Entre 2013 et 2023, plus de 4 000 cas ont été signalés en Europe, dont 1 346 pour la seule année 2023, répartis dans 18 pays. Les études rapportent un taux de mortalité pouvant atteindre 30 à 60 % dans certaines situations cliniques. Ce pathogène est responsable d’infections nosocomiales graves et se distingue par sa résistance à plusieurs antifongiques.
Candidozyma auris a une capacité remarquable à persister dans l’environnement hospitalier. Il colonise les surfaces, adhère aux dispositifs médicaux, survit plusieurs semaines dans des zones humides ou mal ventilées, et peut réapparaître longtemps après une désinfection insuffisante... c est le grand problème des moisissure et hôpitaux
Moisissure et hôpitaux Pourquoi les champignons sont si difficiles à combattre
Les champignons ne se comportent pas comme les bactéries. Sur le plan cellulaire, ils sont beaucoup plus proches de l’être humain. Leur métabolisme, leurs enzymes et certaines structures de leurs membranes limitent fortement les options thérapeutiques. Les antifongiques efficaces contre le champignon peuvent également endommager les cellules humaines, ce qui réduit considérablement les marges de manœuvre médicales.
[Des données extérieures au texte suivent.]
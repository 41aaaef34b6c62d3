//! Core abstraction traits for cell access and snapshot exchange.

use crate::error::SheetError;
use crate::id::{CellEntry, Shape};

/// Read-only, per-cell access to a sheet.
///
/// The search algorithms are written against this trait rather than
/// against the engine, so every cell they inspect goes through the
/// implementor's own locking discipline. Each call is independently
/// consistent; nothing is promised across calls.
pub trait CellReader: Send + Sync {
    /// Current row and column counts.
    fn shape(&self) -> Shape;

    /// Read the text at `(row, col)`.
    ///
    /// Returns [`SheetError::IndexOutOfRange`] if either index is outside
    /// the current shape.
    fn cell(&self, row: usize, col: usize) -> Result<String, SheetError>;
}

/// Producer side of the snapshot contract.
///
/// Implemented by the engine; consumed by the snapshot codec to write
/// the textual format.
pub trait SnapshotSource {
    /// The shape and every non-empty cell, read under one consistent
    /// acquisition so the pair describes a single instant.
    ///
    /// Entries are in row-major order.
    fn snapshot_cells(&self) -> (Shape, Vec<CellEntry>);
}

/// Consumer side of the snapshot contract.
pub trait SnapshotSink {
    /// Replace the whole sheet (contents and lock state) with `shape`
    /// and `cells`. Positions not mentioned become empty.
    ///
    /// Every entry is validated before anything is replaced; on error the
    /// previous contents are left untouched.
    fn load_snapshot(&self, shape: Shape, cells: Vec<CellEntry>) -> Result<(), SheetError>;
}
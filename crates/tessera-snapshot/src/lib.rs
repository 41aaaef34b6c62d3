//! Text snapshot format for saving and loading Tessera sheets.
//!
//! A snapshot records the sheet shape and every non-empty cell. Loading
//! replaces the target sheet completely; cells not mentioned become empty.
//!
//! # Architecture
//!
//! - [`SnapshotWriter`] streams cells to any `Write` sink
//! - [`SnapshotReader`] streams cells from any `BufRead` source
//! - [`write_snapshot`] / [`read_snapshot`] move a whole sheet through a
//!   [`SnapshotSource`] / [`SnapshotSink`]
//! - [`save`] / [`load`] do the same against a file path
//!
//! # Format
//!
//! ```text
//! 50,50
//! 3,4,"Hi"
//! 5,10,"OOO"
//! 13,2,"EE"
//! ```
//!
//! See [`codec`] for the exact rules and known limitations.

#![deny(missing_docs)]
#![deny(rustdoc::broken_intra_doc_links)]
#![forbid(unsafe_code)]

pub mod codec;
pub mod error;
pub mod reader;
pub mod writer;

use std::fs::File;
use std::io::{BufRead, BufReader, BufWriter, Write};
use std::path::Path;

use tempfile::NamedTempFile;
use tessera_core::{Shape, SnapshotSink, SnapshotSource};

pub use codec::{decode, encode, SheetImage};
pub use error::SnapshotError;
pub use reader::{CellIter, SnapshotReader};
pub use writer::SnapshotWriter;

/// Write the current contents of `source` to `w`.
///
/// Returns the number of cells written.
pub fn write_snapshot(source: &impl SnapshotSource, w: impl Write) -> Result<usize, SnapshotError> {
    let (shape, cells) = source.snapshot_cells();
    let mut writer = SnapshotWriter::new(w, shape)?;
    for entry in &cells {
        writer.write_cell(entry)?;
    }
    writer.flush()?;
    tracing::debug!(
        "wrote snapshot: shape {}, {} cells",
        shape,
        writer.cells_written()
    );
    Ok(writer.cells_written())
}

/// Decode a snapshot from `r` and load it into `sink`.
///
/// The whole stream is decoded before the sink is touched, so a malformed
/// snapshot leaves the sink unchanged. Returns the loaded shape.
pub fn read_snapshot(sink: &impl SnapshotSink, r: impl BufRead) -> Result<Shape, SnapshotError> {
    let image = decode(r)?;
    let shape = image.shape;
    sink.load_snapshot(shape, image.into_entries())?;
    Ok(shape)
}

/// Save `source` to the file at `path`, replacing any existing file.
///
/// The snapshot goes to a temporary file in the same directory, which is
/// renamed over `path` only once every cell is written. A failed save
/// leaves any earlier file at `path` untouched. The path is used exactly
/// as given; no extension is added.
pub fn save(source: &impl SnapshotSource, path: impl AsRef<Path>) -> Result<usize, SnapshotError> {
    let path = path.as_ref();
    let dir = match path.parent() {
        Some(parent) if !parent.as_os_str().is_empty() => parent,
        _ => Path::new("."),
    };
    let mut staged = NamedTempFile::new_in(dir)?;
    let written = write_snapshot(source, BufWriter::new(&mut staged))?;
    staged.persist(path).map_err(|e| e.error)?;
    tracing::debug!("saved snapshot to {}", path.display());
    Ok(written)
}

/// Load the file at `path` into `sink`.
///
/// Returns the loaded shape. On any error the sink is left unchanged.
pub fn load(sink: &impl SnapshotSink, path: impl AsRef<Path>) -> Result<Shape, SnapshotError> {
    let path = path.as_ref();
    let shape = read_snapshot(sink, BufReader::new(File::open(path)?))?;
    tracing::debug!("loaded snapshot from {}", path.display());
    Ok(shape)
}
//! The shared sheet: grid storage, cell access, and structural edits.
//!
//! Every public operation funnels through the per-axis lock tables in
//! [`crate::axis`] before touching cell storage.
//!
//! # Lock order
//!
//! ```text
//! growth mutex (row, then col) -> layout RwLock -> row gates -> col gates -> row storage
//! ```
//!
//! The layout lock is taken shared by every operation and exclusively only
//! to change the shape. Row storage locks are leaves: they are held for the
//! memory access alone, never across a gate wait, and always in ascending
//! row order when more than one is held.

use std::mem;
use std::sync::{Mutex, MutexGuard, PoisonError, RwLock, RwLockReadGuard, RwLockWriteGuard};

use tessera_core::{
    Axis, CellEntry, CellPos, CellReader, Shape, SheetError, SnapshotSink, SnapshotSource,
};

use crate::axis::AxisLocks;
use crate::config::{validate_shape, ConfigError, SheetConfig};
use crate::search;

// ── Layout ─────────────────────────────────────────────────────────

/// Axis lock tables plus row-major cell storage.
///
/// `rows.len() == cells.len()` and every row holds `cols.len()` cells.
struct Layout {
    rows: AxisLocks,
    cols: AxisLocks,
    cells: Vec<RwLock<Vec<String>>>,
}

impl Layout {
    fn empty(shape: Shape) -> Self {
        Self::from_rows(vec![vec![String::new(); shape.cols]; shape.rows], shape.cols)
    }

    /// Fresh lock state over `rows`, each of which has `cols` cells.
    fn from_rows(rows: Vec<Vec<String>>, cols: usize) -> Self {
        Self {
            rows: AxisLocks::new(Axis::Row, rows.len()),
            cols: AxisLocks::new(Axis::Col, cols),
            cells: rows.into_iter().map(RwLock::new).collect(),
        }
    }

    fn shape(&self) -> Shape {
        Shape::new(self.rows.len(), self.cols.len())
    }

    fn check(&self, row: usize, col: usize) -> Result<(), SheetError> {
        SheetError::check_index(Axis::Row, row, self.rows.len())?;
        SheetError::check_index(Axis::Col, col, self.cols.len())
    }
}

// ── Sheet ──────────────────────────────────────────────────────────

/// A grid of text cells shared by many threads.
///
/// All operations take `&self`; share the sheet with `Arc<Sheet>`.
/// Reads of a row or column run in parallel with each other, and cells in
/// disjoint rows and columns are written in parallel. A write excludes
/// every other access to its whole row and its whole column.
pub struct Sheet {
    layout: RwLock<Layout>,
    row_growth: Mutex<()>,
    col_growth: Mutex<()>,
}

// Compile-time assertion: Sheet must be Send + Sync.
const _: fn() = || {
    fn assert<T: Send + Sync>() {}
    assert::<Sheet>();
};

impl Sheet {
    /// Create an all-empty sheet from a validated config.
    pub fn new(config: SheetConfig) -> Result<Self, ConfigError> {
        let shape = config.validate()?;
        tracing::debug!("creating sheet of shape {}", shape);
        Ok(Self::from_layout(Layout::empty(shape)))
    }

    /// Create an all-empty `rows x cols` sheet.
    pub fn with_shape(rows: usize, cols: usize) -> Result<Self, ConfigError> {
        Self::new(SheetConfig::new(rows, cols))
    }

    fn from_layout(layout: Layout) -> Self {
        Self {
            layout: RwLock::new(layout),
            row_growth: Mutex::new(()),
            col_growth: Mutex::new(()),
        }
    }

    /// Current row and column counts.
    pub fn shape(&self) -> Shape {
        self.read_layout().shape()
    }

    // ── Cell access ────────────────────────────────────────────────

    /// Read the text at `(row, col)`.
    ///
    /// Joins the reader cohorts of `row` and then `col`; blocks while a
    /// writer or structural edit holds either.
    pub fn get(&self, row: usize, col: usize) -> Result<String, SheetError> {
        let layout = self.read_layout();
        layout.check(row, col)?;
        let _row = layout.rows.begin_read(row)?;
        let _col = layout.cols.begin_read(col)?;
        let value = read_row(&layout.cells[row])[col].clone();
        tracing::trace!("get ({}, {})", row, col);
        Ok(value)
    }

    /// Overwrite the text at `(row, col)`.
    ///
    /// Holds `row` and `col` exclusively for the duration, so every other
    /// access to that row or column waits.
    pub fn set(&self, row: usize, col: usize, value: impl Into<String>) -> Result<(), SheetError> {
        let value = value.into();
        let layout = self.read_layout();
        layout.check(row, col)?;
        let _row = layout.rows.acquire_exclusive(row)?;
        let _col = layout.cols.acquire_exclusive(col)?;
        write_row(&layout.cells[row])[col] = value;
        tracing::trace!("set ({}, {})", row, col);
        Ok(())
    }

    // ── Structural operations ──────────────────────────────────────

    /// Swap the contents of two rows. Equal indices are a no-op.
    pub fn exchange_rows(&self, r1: usize, r2: usize) -> Result<(), SheetError> {
        let layout = self.read_layout();
        let _guards = layout.rows.acquire_exclusive_many(&[r1, r2])?;
        if r1 == r2 {
            return Ok(());
        }
        let (lo, hi) = (r1.min(r2), r1.max(r2));
        let mut upper = write_row(&layout.cells[lo]);
        let mut lower = write_row(&layout.cells[hi]);
        mem::swap(&mut *upper, &mut *lower);
        tracing::debug!("exchanged rows {} and {}", r1, r2);
        Ok(())
    }

    /// Swap the contents of two columns. Equal indices are a no-op.
    ///
    /// Locks the storage of every row, ascending, so the swap is atomic
    /// with respect to a concurrent row exchange.
    pub fn exchange_cols(&self, c1: usize, c2: usize) -> Result<(), SheetError> {
        let layout = self.read_layout();
        let _guards = layout.cols.acquire_exclusive_many(&[c1, c2])?;
        if c1 == c2 {
            return Ok(());
        }
        let mut rows: Vec<_> = layout.cells.iter().map(write_row).collect();
        for row in &mut rows {
            row.swap(c1, c2);
        }
        tracing::debug!("exchanged cols {} and {}", c1, c2);
        Ok(())
    }

    /// Insert an empty row directly after `row` and return its index.
    ///
    /// The row is appended and then walked down to `row + 1` by adjacent
    /// exchanges, so the cost is linear in the number of rows below the
    /// insertion point. Rows after `row` shift down by one.
    pub fn insert_row_after(&self, row: usize) -> Result<usize, SheetError> {
        let _growth = lock(&self.row_growth);
        let appended = {
            let mut guard = self.write_layout();
            let layout = &mut *guard;
            SheetError::check_index(Axis::Row, row, layout.rows.len())?;
            let index = layout.rows.push();
            layout
                .cells
                .push(RwLock::new(vec![String::new(); layout.cols.len()]));
            index
        };
        for r in (row + 1..appended).rev() {
            self.exchange_rows(r, r + 1)?;
        }
        tracing::debug!("inserted row {} ({} exchanges)", row + 1, appended - row - 1);
        Ok(row + 1)
    }

    /// Insert an empty column directly after `col` and return its index.
    ///
    /// Mirrors [`insert_row_after`](Self::insert_row_after) over columns.
    pub fn insert_col_after(&self, col: usize) -> Result<usize, SheetError> {
        let _growth = lock(&self.col_growth);
        let appended = {
            let mut guard = self.write_layout();
            let layout = &mut *guard;
            SheetError::check_index(Axis::Col, col, layout.cols.len())?;
            let index = layout.cols.push();
            for row in &mut layout.cells {
                row.get_mut()
                    .unwrap_or_else(PoisonError::into_inner)
                    .push(String::new());
            }
            index
        };
        for c in (col + 1..appended).rev() {
            self.exchange_cols(c, c + 1)?;
        }
        tracing::debug!("inserted col {} ({} exchanges)", col + 1, appended - col - 1);
        Ok(col + 1)
    }

    // ── Search ─────────────────────────────────────────────────────

    /// First cell equal to `value`, row-major. See [`search::search_string`].
    pub fn search_string(&self, value: &str) -> Result<Option<CellPos>, SheetError> {
        search::search_string(self, value)
    }

    /// Leftmost column of `row` equal to `value`.
    pub fn search_in_row(&self, row: usize, value: &str) -> Result<Option<usize>, SheetError> {
        search::search_in_row(self, row, value)
    }

    /// Topmost row of `col` equal to `value`.
    pub fn search_in_col(&self, col: usize, value: &str) -> Result<Option<usize>, SheetError> {
        search::search_in_col(self, col, value)
    }

    /// First match in an inclusive rectangle with clamped bounds.
    /// See [`search::search_in_range`].
    pub fn search_in_range(
        &self,
        r1: i64,
        r2: i64,
        c1: i64,
        c2: i64,
        value: &str,
    ) -> Result<Option<CellPos>, SheetError> {
        search::search_in_range(self, r1, r2, c1, c2, value)
    }

    // ── Bulk access ────────────────────────────────────────────────

    /// Every cell, row-major, read under one consistent acquisition.
    ///
    /// Joins the reader cohort of every row and then every column, so no
    /// write or structural edit can interleave with the read.
    pub fn to_rows(&self) -> Vec<Vec<String>> {
        let layout = self.read_layout();
        let _rows = layout.rows.begin_read_all();
        let _cols = layout.cols.begin_read_all();
        layout.cells.iter().map(|row| read_row(row).clone()).collect()
    }

    /// Replace the whole sheet with `rows`; the shape is taken from the matrix.
    ///
    /// Rejects an empty or ragged matrix without touching the sheet.
    pub fn replace_all(&self, rows: Vec<Vec<String>>) -> Result<(), SheetError> {
        let cols = rows.first().map_or(0, Vec::len);
        if let Some((row, found)) = rows
            .iter()
            .map(Vec::len)
            .enumerate()
            .find(|&(_, len)| len != cols)
        {
            return Err(SheetError::RaggedRows {
                row,
                expected: cols,
                found,
            });
        }
        let shape = validate_shape(Shape::new(rows.len(), cols))?;
        self.install(Layout::from_rows(rows, shape.cols));
        tracing::debug!("replaced sheet contents, shape {}", shape);
        Ok(())
    }

    /// Swap in a new layout once no operation is in flight.
    fn install(&self, layout: Layout) {
        let _rows = lock(&self.row_growth);
        let _cols = lock(&self.col_growth);
        *self.write_layout() = layout;
    }

    fn read_layout(&self) -> RwLockReadGuard<'_, Layout> {
        self.layout.read().unwrap_or_else(PoisonError::into_inner)
    }

    fn write_layout(&self) -> RwLockWriteGuard<'_, Layout> {
        self.layout.write().unwrap_or_else(PoisonError::into_inner)
    }
}

impl CellReader for Sheet {
    fn shape(&self) -> Shape {
        Sheet::shape(self)
    }

    fn cell(&self, row: usize, col: usize) -> Result<String, SheetError> {
        self.get(row, col)
    }
}

impl SnapshotSource for Sheet {
    fn snapshot_cells(&self) -> (Shape, Vec<CellEntry>) {
        let rows = self.to_rows();
        let shape = Shape::new(rows.len(), rows.first().map_or(0, Vec::len));
        let cells = rows
            .into_iter()
            .enumerate()
            .flat_map(|(r, row)| {
                row.into_iter()
                    .enumerate()
                    .filter(|(_, value)| !value.is_empty())
                    .map(move |(c, value)| CellEntry::new(r, c, value))
            })
            .collect();
        (shape, cells)
    }
}

impl SnapshotSink for Sheet {
    fn load_snapshot(&self, shape: Shape, cells: Vec<CellEntry>) -> Result<(), SheetError> {
        let shape = validate_shape(shape)?;
        if let Some(entry) = cells.iter().find(|e| !shape.contains(e.pos)) {
            return Err(SheetError::CellOutOfRange {
                pos: entry.pos,
                shape,
            });
        }
        let count = cells.len();
        let mut rows = vec![vec![String::new(); shape.cols]; shape.rows];
        for CellEntry { pos, value } in cells {
            rows[pos.row][pos.col] = value;
        }
        self.install(Layout::from_rows(rows, shape.cols));
        tracing::debug!("loaded snapshot: shape {}, {} cells", shape, count);
        Ok(())
    }
}

fn lock(mutex: &Mutex<()>) -> MutexGuard<'_, ()> {
    mutex.lock().unwrap_or_else(PoisonError::into_inner)
}

fn read_row(row: &RwLock<Vec<String>>) -> RwLockReadGuard<'_, Vec<String>> {
    row.read().unwrap_or_else(PoisonError::into_inner)
}

fn write_row(row: &RwLock<Vec<String>>) -> RwLockWriteGuard<'_, Vec<String>> {
    row.write().unwrap_or_else(PoisonError::into_inner)
}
Certaines espèces opportunistes ont déjà développé des mécanismes de résistance étendus. Dans un environnement complexe comme un hôpital, une seule spore persistante dans un flux d’air, une zone humide ou un système de ventilation mal maîtrisé peut suffire à relancer une colonisation.
Un parallèle direct avec les bâtiments
Ce mécanisme est étonnamment similaire à ce que l’on observe dans les bâtiments. Tant que l’équilibre est maintenu ventilation fonctionnelle, gestion de l’humidité, matériaux adaptés les champignons restent discrets. Dès qu’un paramètre se dérègle, une espèce peut devenir dominante et s’installer durablement.
C’est exactement ce qui se produit lors des colonisations fongiques du bâti, y compris celles associées à la mérule. D’où l’importance d’une approche scientifique rigoureuse, basée sur l’identification précise des espèces en laboratoire mérule, plutôt que sur des suppositions visuelles ou des diagnostics hâtifs.
Dans ce contexte, le tarif analyse mérule ne doit pas être perçu comme un simple coût, mais comme un outil de décision permettant d’éviter des traitements inadaptés, des travaux inutiles ou une sous-estimation du risque réel.
Les bactéries provoquent souvent des infections aiguës.Les champignons, eux, s’installent, persistent, disparaissent… puis reviennent.
C’est toute la différence entre une infection ponctuelle et une invasion silencieuse.